In Chapters 27 and 28 we discussed the topic of optical spatial pattern formation in planar cavities. In this chapter, instead, we consider the case of ring cavities with spherical mirrors, on the basis of the discussion of transverse modes in Chapter 26.

In the first section we derive, first of all, a set of modal equations to be coupled with the atomic equations, with a configuration similar to that of the modal equations of Chapter 12, with the difference that now transverse modes are included in addition to longitudinal modes. This provides an extremely complex context, and therefore in the following we focus on the case of quasi-planar cavities, in which it is possible, by introducing the low-transmission and single-longitudinal-mode approximations, to derive a single-longitudinal-mode model that represents, in the framework of cavities with spherical mirrors, the counterpart of the single-longitudinal-mode model for planar cavities discussed in Chapter 27.

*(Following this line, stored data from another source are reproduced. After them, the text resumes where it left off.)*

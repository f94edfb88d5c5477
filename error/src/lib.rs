/*++

Licensed under the Apache-2.0 license.

File Name:

    lib.rs

Abstract:

    File contains API and macros used by the ACR blob libraries for error handling

--*/
#![cfg_attr(not(feature = "std"), no_std)]
use core::convert::From;
use core::num::{NonZeroU32, TryFromIntError};

/// ACR Error Type
/// Derives debug, copy, clone, eq, and partial eq
#[derive(Debug, Copy, Clone, Eq, PartialEq)]
pub struct AcrError(pub NonZeroU32);

/// Macro to define error constants ensuring uniqueness
///
/// This macro takes a list of (name, value, doc) tuples and generates
/// constant definitions for each error code, plus a lookup returning the
/// doc string of a code.
#[macro_export]
macro_rules! define_error_constants {
    ($(($name:ident, $value:literal, $doc:expr)),* $(,)?) => {
        $(
            #[doc = $doc]
            pub const $name: AcrError = AcrError::new_const($value);
        )*

        /// Returns the human readable description of the error code
        pub fn description(&self) -> &'static str {
            match self.0.get() {
                $(
                    $value => $doc,
                )*
                _ => "Unknown error",
            }
        }

        #[cfg(test)]
        /// Returns a vector of all defined error constants for testing uniqueness
        pub fn all_constants() -> Vec<(&'static str, u32)> {
            vec![
                $(
                    (stringify!($name), $value),
                )*
            ]
        }
    };
}

impl AcrError {
    /// Create an ACR error; intended to only be used from const contexts, as we don't want
    /// runtime panics if val is zero. The preferred way to get an AcrError from a u32 is to
    /// use `AcrError::try_from()` from the `TryFrom` trait impl.
    const fn new_const(val: u32) -> Self {
        match NonZeroU32::new(val) {
            Some(val) => Self(val),
            None => panic!("AcrError cannot be 0"),
        }
    }

    define_error_constants![
        (
            LAYOUT_ALIGNMENT_OVERFLOW,
            0x00010001,
            "Layout Error: aligned value overflows 32 bits"
        ),
        (
            LAYOUT_BLOB_TOO_LARGE,
            0x00010002,
            "Layout Error: non-WPR blob exceeds the addressable size"
        ),
        (
            LAYOUT_INVALID_ALIGNMENT,
            0x00010003,
            "Layout Error: alignment is not a power of two"
        ),
        (
            LAYOUT_UNALIGNED_BASE,
            0x00010004,
            "Layout Error: base address is not 256 byte aligned"
        ),
        (
            LAYOUT_BLOB_TRUNCATED,
            0x00010005,
            "Layout Error: record extends past the end of the blob"
        ),
        (
            UCODE_DESC_DEP_MAP_OVERFLOW,
            0x00020001,
            "Ucode Descriptor Error: dependency map count exceeds capacity"
        ),
        (
            UCODE_DESC_FALCON_ID_MISMATCH,
            0x00020002,
            "Ucode Descriptor Error: signature names a different falcon"
        ),
        (
            UCODE_DESC_INVALID_DEP_FALCON,
            0x00020003,
            "Ucode Descriptor Error: dependency map names an unknown falcon"
        ),
        (
            UCODE_DESC_MALFORMED,
            0x00020004,
            "Ucode Descriptor Error: signature record is truncated"
        ),
        (
            FW_DESC_MALFORMED,
            0x00030001,
            "Firmware Error: ucode descriptor is truncated"
        ),
        (
            FW_DESC_SIZE_MISMATCH,
            0x00030002,
            "Firmware Error: descriptor image size does not match the image"
        ),
        (
            FW_SECTION_OUT_OF_BOUNDS,
            0x00030003,
            "Firmware Error: section extends past the end of the image"
        ),
        (
            FW_SECTION_UNALIGNED,
            0x00030004,
            "Firmware Error: section offset is not 256 byte aligned"
        ),
        (
            FW_SECTION_SIZE_UNDERFLOW,
            0x00030005,
            "Firmware Error: resident data offset lies past the application end"
        ),
        (
            FW_IMAGE_EMPTY,
            0x00030006,
            "Firmware Error: ucode image is empty"
        ),
        (
            FW_SECTION_OVERLAP,
            0x00030007,
            "Firmware Error: bootloader overlaps the application"
        ),
        (
            WPR_TABLE_DUPLICATE_FALCON,
            0x00040001,
            "WPR Table Error: falcon appears more than once"
        ),
        (
            WPR_TABLE_NO_BOOTSTRAP_OWNER,
            0x00040002,
            "WPR Table Error: no falcon is eligible to be bootstrap owner"
        ),
        (
            WPR_TABLE_OWNER_NOT_ELIGIBLE,
            0x00040003,
            "WPR Table Error: requested bootstrap owner cannot run the HS ucode"
        ),
        (
            WPR_TABLE_OWNER_NOT_MANAGED,
            0x00040004,
            "WPR Table Error: requested bootstrap owner is not a managed falcon"
        ),
        (
            WPR_TABLE_OWNER_LAZY,
            0x00040005,
            "WPR Table Error: bootstrap owner cannot be lazily bootstrapped"
        ),
        (
            WPR_TABLE_FULL,
            0x00040006,
            "WPR Table Error: more falcons than table slots"
        ),
        (
            WPR_TABLE_EMPTY,
            0x00040007,
            "WPR Table Error: no falcons to manage"
        ),
        (
            WPR_TABLE_OFFSET_UNALIGNED,
            0x00040008,
            "WPR Table Error: LSB header offset is not 256 byte aligned"
        ),
        (
            WPR_TABLE_OFFSET_NOT_MONOTONIC,
            0x00040009,
            "WPR Table Error: LSB header offsets are not increasing"
        ),
        (
            WPR_TABLE_TRUNCATED,
            0x0004000A,
            "WPR Table Error: buffer is smaller than the header table"
        ),
        (
            REGION_TOO_MANY_REGIONS,
            0x00050001,
            "Region Error: more WPR regions than the descriptor holds"
        ),
        (
            REGION_NO_REGIONS,
            0x00050002,
            "Region Error: driver supplied geometry without regions"
        ),
        (
            REGION_ADDRESS_UNALIGNED,
            0x00050003,
            "Region Error: region address is not 256 byte aligned"
        ),
        (
            REGION_INVALID_RANGE,
            0x00050004,
            "Region Error: region end does not follow region start"
        ),
        (
            REGION_ADDRESS_OUT_OF_RANGE,
            0x00050005,
            "Region Error: region address does not fit the descriptor"
        ),
        (
            REGION_SUB_WPR_DUPLICATE,
            0x00050006,
            "Region Error: shared sub-WPR use case requested twice"
        ),
        (
            REGION_SUB_WPR_TOO_MANY,
            0x00050007,
            "Region Error: more shared sub-WPR use cases than supported"
        ),
        (
            STATUS_HS_TIMEOUT,
            0x00060001,
            "Status Error: HS ucode did not complete in time"
        ),
        (
            STATUS_VALIDATION_CODE_FAILED,
            0x00060002,
            "Status Error: LS falcon code validation failed"
        ),
        (
            STATUS_VALIDATION_DATA_FAILED,
            0x00060003,
            "Status Error: LS falcon data validation failed"
        ),
        (
            STATUS_NOT_READY,
            0x00060004,
            "Status Error: LS falcon did not reach bootstrap ready"
        ),
        (
            STATUS_INVALID_CODE,
            0x00060005,
            "Status Error: LS falcon reported an unknown status code"
        ),
        (
            STATUS_ILLEGAL_TRANSITION,
            0x00060006,
            "Status Error: LS falcon status moved along an illegal edge"
        ),
        (
            STATUS_TABLE_MISMATCH,
            0x00060007,
            "Status Error: header table differs from the staged table"
        ),
        (
            STATUS_BLOB_READ_FAILURE,
            0x00060008,
            "Status Error: failed to read the non-WPR blob"
        ),
    ];
}

impl core::fmt::Display for AcrError {
    fn fmt(&self, f: &mut core::fmt::Formatter<'_>) -> core::fmt::Result {
        write!(f, "{} (0x{:08x})", self.description(), self.0.get())
    }
}

#[cfg(feature = "std")]
impl std::error::Error for AcrError {}

impl From<core::num::NonZeroU32> for crate::AcrError {
    fn from(val: core::num::NonZeroU32) -> Self {
        crate::AcrError(val)
    }
}

impl From<AcrError> for core::num::NonZeroU32 {
    fn from(val: AcrError) -> Self {
        val.0
    }
}

impl From<AcrError> for u32 {
    fn from(val: AcrError) -> Self {
        core::num::NonZeroU32::from(val).get()
    }
}

impl TryFrom<u32> for AcrError {
    type Error = TryFromIntError;
    fn try_from(val: u32) -> Result<Self, TryFromIntError> {
        match NonZeroU32::try_from(val) {
            Ok(val) => Ok(AcrError(val)),
            Err(err) => Err(err),
        }
    }
}

pub type AcrResult<T> = Result<T, AcrError>;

In Section 29.2 we consider the simplest configuration, in which only the fundamental Gaussian transverse mode is assumed to have negligible losses, so that it is possible to consider a single-mode model that includes only the Gaussian mode. This is precisely the model considered in Section 24.3.1 for the comparison with experimental data concerning the single-mode instability of optical bistability. We calculate the stationary curve, and in the laser case we demonstrate the validity of the mode-pulling formula also in this configuration.

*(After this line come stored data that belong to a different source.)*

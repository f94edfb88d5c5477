/*++

Licensed under the Apache-2.0 license.

File Name:

   region.rs

Abstract:

    Builds the ACR descriptor handed to the HS ucode and places the shared
    sub-WPRs of discrete memory chips.

--*/

use acr_image_types::layout::*;
use acr_image_types::*;

/// Driver supplied WPR region, byte addresses
#[derive(Debug, Default, Copy, Clone, Eq, PartialEq)]
pub struct WprRegion {
    pub region_id: u32,
    pub start: u64,
    pub end: u64,
    pub read_mask: u32,
    pub write_mask: u32,
    pub client_mask: u32,
}

/// Who determines the WPR region geometry
#[derive(Debug, Default, Clone, Eq, PartialEq)]
pub enum RegionGeometry {
    /// The HS ucode fetches the geometry from hardware
    #[default]
    HardwareDefined,

    /// The driver supplies up to `NVGPU_FLCN_ACR_MAX_REGIONS` regions
    DriverSupplied(Vec<WprRegion>),
}

fn region_addr(addr: u64) -> AcrResult<u32> {
    if !is_aligned_u64(addr, 1 << ACR_REGION_ADDR_SHIFT) {
        return Err(AcrError::REGION_ADDRESS_UNALIGNED);
    }
    u32::try_from(addr >> ACR_REGION_ADDR_SHIFT).map_err(|_| AcrError::REGION_ADDRESS_OUT_OF_RANGE)
}

impl RegionGeometry {
    fn encode(&self, nonwpr_base: u64) -> AcrResult<(u32, FlcnAcrRegions)> {
        let mut regions = FlcnAcrRegions::default();

        let supplied = match self {
            RegionGeometry::HardwareDefined => {
                regions.no_regions = 1;
                return Ok((0, regions));
            }
            RegionGeometry::DriverSupplied(supplied) => supplied,
        };

        let first = supplied.first().ok_or(AcrError::REGION_NO_REGIONS)?;
        if supplied.len() > NVGPU_FLCN_ACR_MAX_REGIONS {
            return Err(AcrError::REGION_TOO_MANY_REGIONS);
        }

        let shadow = region_addr(nonwpr_base)?;
        for (prop, region) in regions.region_props.iter_mut().zip(supplied) {
            if region.start >= region.end {
                return Err(AcrError::REGION_INVALID_RANGE);
            }
            *prop = FlcnAcrRegionProp {
                start_addr: region_addr(region.start)?,
                end_addr: region_addr(region.end)?,
                region_id: region.region_id,
                read_mask: region.read_mask,
                write_mask: region.write_mask,
                client_mask: region.client_mask,
                shadow_mem_start_addr: shadow,
            };
        }
        regions.no_regions = supplied.len() as u32;

        Ok((first.region_id, regions))
    }
}

/// ACR descriptor builder
#[derive(Debug, Default)]
pub struct AcrDescBuilder {
    wpr_offset: u32,
    nonwpr_base: u64,
    blob_size: u32,
    mmu_mem_range: Option<u32>,
    geometry: RegionGeometry,
}

impl AcrDescBuilder {
    /// Create an instance of `AcrDescBuilder`
    ///
    /// # Arguments
    ///
    /// * `nonwpr_base` - Physical address of the non-WPR blob
    /// * `blob_size`   - Size of the non-WPR blob
    pub fn new(nonwpr_base: u64, blob_size: u32) -> Self {
        Self {
            nonwpr_base,
            blob_size,
            ..Default::default()
        }
    }

    /// Offset of the WPR header table within the blob
    pub fn wpr_offset(mut self, wpr_offset: u32) -> Self {
        self.wpr_offset = wpr_offset;
        self
    }

    pub fn mmu_mem_range(mut self, range: Option<u32>) -> Self {
        self.mmu_mem_range = range;
        self
    }

    pub fn geometry(mut self, geometry: RegionGeometry) -> Self {
        self.geometry = geometry;
        self
    }

    pub fn build(&self) -> AcrResult<FlcnAcrDesc> {
        if !is_aligned_u64(self.nonwpr_base, u64::from(LSF_WPR_HEADER_ALIGNMENT)) {
            return Err(AcrError::LAYOUT_UNALIGNED_BASE);
        }
        if !is_aligned(self.wpr_offset, LSF_WPR_HEADER_ALIGNMENT) {
            return Err(AcrError::WPR_TABLE_OFFSET_UNALIGNED);
        }

        let (wpr_region_id, regions) = self.geometry.encode(self.nonwpr_base)?;

        // The pad before the blob start is private, so fill a zeroed record
        let mut desc = FlcnAcrDesc::default();
        desc.wpr_region_id = wpr_region_id;
        desc.wpr_offset = self.wpr_offset;
        desc.mmu_mem_range = self.mmu_mem_range.unwrap_or(0);
        desc.regions = regions;
        desc.nonwpr_ucode_blob_size = self.blob_size;
        desc.nonwpr_ucode_blob_start = self.nonwpr_base;
        Ok(desc)
    }
}

/// Place the shared sub-WPR header table at `cursor` followed by the sub-WPRs
///
/// # Arguments
///
/// * `cursor`    - Current write offset into the blob
/// * `use_cases` - Sub-WPRs to provision, in table order
///
/// # Returns
///
/// * `(SubWprTable, u32)` - Table and the cursor after the last sub-WPR; the
///   cursor is unchanged when nothing is provisioned
pub fn place_sub_wprs(cursor: u32, use_cases: &[SubWprUseCase]) -> AcrResult<(SubWprTable, u32)> {
    let mut table = SubWprTable::default();
    if use_cases.is_empty() {
        return Ok((table, cursor));
    }

    let table_offset = align_up(cursor, LSF_SUB_WPR_HEADER_ALIGNMENT)?;
    let mut cursor = checked_offset(table_offset, LSF_SUB_WPR_HEADERS_TOTAL_SIZE_MAX)?;

    for use_case in use_cases {
        let start = align_up(cursor, SUB_WPR_SIZE_ALIGNMENT)?;
        let size_4k = use_case.size_in_4k();
        table.push(LsfSharedSubWprHeader {
            use_case_id: (*use_case).into(),
            start_addr: start >> SHIFT_4KB,
            size_4k,
        })?;
        cursor = checked_offset(start, sub_wpr_size_bytes(size_4k)?)?;

        log::debug!(
            "sub-WPR {:?} at {:#x}, {:#x} pages",
            use_case,
            start,
            size_4k
        );
    }

    Ok((table, cursor))
}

In the following section we consider, instead, the general case in which several transverse modes of a laser are involved and demonstrate that the modal equations admit multimodal stationary intensity states, a configuration that is not possible in the case of longitudinal modes, at least in the low-transmission approximation. In this phenomenon, which we call cooperative frequency locking, the modes agree a common oscillation frequency that is given by the average of the (mode-pulled) modal frequencies, with weights given by the modal intensities. Numerical and experimental evidence of cooperative frequency locking is provided.